**What needs to be done**
Nothing in the data should be altered when it is repeated in full.

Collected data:
============

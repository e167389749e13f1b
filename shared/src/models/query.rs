//! Analysis request model

use serde::{Deserialize, Serialize};

fn default_plant_size_kw() -> f64 {
    10.0
}

fn default_electricity_rate() -> f64 {
    8.0
}

fn default_panel_area() -> f64 {
    80.0
}

fn default_efficiency() -> f64 {
    0.20
}

/// Full pipeline request. Capacity-first planning via `plant_size_kw`;
/// `panel_area`/`efficiency` remain for the legacy area-first path.
#[derive(Debug, Clone, Serialize, Deserialize)]
pub struct AnalyzeRequest {
    pub lat: f64,
    pub lng: f64,

    /// Desired plant capacity in kW
    #[serde(default = "default_plant_size_kw")]
    pub plant_size_kw: f64,

    /// Local electricity tariff (currency per kWh)
    #[serde(default = "default_electricity_rate")]
    pub electricity_rate: f64,

    /// Panel area in m² (legacy area-first sizing)
    #[serde(default = "default_panel_area")]
    pub panel_area: f64,

    /// Panel efficiency in (0, 1] (legacy area-first sizing)
    #[serde(default = "default_efficiency")]
    pub efficiency: f64,

    /// Installed cost in currency units; 0 derives the cost from capacity
    #[serde(default)]
    pub installation_cost: f64,

    /// Distance to the nearest grid connection, if the caller knows it
    #[serde(default)]
    pub grid_distance_km: Option<f64>,

    /// Land area available for the installation
    #[serde(default)]
    pub available_area_m2: Option<f64>,
}

impl AnalyzeRequest {
    /// Minimal constructor used by tests and internal callers.
    pub fn at(lat: f64, lng: f64, plant_size_kw: f64, electricity_rate: f64) -> Self {
        Self {
            lat,
            lng,
            plant_size_kw,
            electricity_rate,
            panel_area: default_panel_area(),
            efficiency: default_efficiency(),
            installation_cost: 0.0,
            grid_distance_km: None,
            available_area_m2: None,
        }
    }
}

============

**Written solution**
repository e167389749e13f1b
filename shared/src/models/query.rs
//! Analysis request model

use serde::{Deserialize, Serialize};

fn default_plant_size_kw() -> f64 {
    10.0
}

fn default_electricity_rate() -> f64 {
    8.0
}

fn default_panel_area() -> f64 {
    80.0
}

fn default_efficiency() -> f64 {
    0.20
}

/// Full pipeline request. Capacity-first planning via `plant_size_kw`;
/// `panel_area`/`efficiency` remain for the legacy area-first path.
#[derive(Debug, Clone, Serialize, Deserialize)]
pub struct AnalyzeRequest {
    pub lat: f64,
    pub lng: f64,

    /// Desired plant capacity in kW
    #[serde(default = "default_plant_size_kw")]
    pub plant_size_kw: f64,

    /// Local electricity tariff (currency per kWh)
    #[serde(default = "default_electricity_rate")]
    pub electricity_rate: f64,

    /// Panel area in m² (legacy area-first sizing)
    #[serde(default = "default_panel_area")]
    pub panel_area: f64,

    /// Panel efficiency in (0, 1] (legacy area-first sizing)
    #[serde(default = "default_efficiency")]
    pub efficiency: f64,

    /// Installed cost in currency units; 0 derives the cost from capacity
    #[serde(default)]
    pub installation_cost: f64,

    /// Distance to the nearest grid connection, if the caller knows it
    #[serde(default)]
    pub grid_distance_km: Option<f64>,

    /// Land area available for the installation
    #[serde(default)]
    pub available_area_m2: Option<f64>,
}

impl AnalyzeRequest {
    /// Minimal constructor used by tests and internal callers.
    pub fn at(lat: f64, lng: f64, plant_size_kw: f64, electricity_rate: f64) -> Self {
        Self {
            lat,
            lng,
            plant_size_kw,
            electricity_rate,
            panel_area: default_panel_area(),
            efficiency: default_efficiency(),
            installation_cost: 0.0,
            grid_distance_km: None,
            available_area_m2: None,
        }
    }
}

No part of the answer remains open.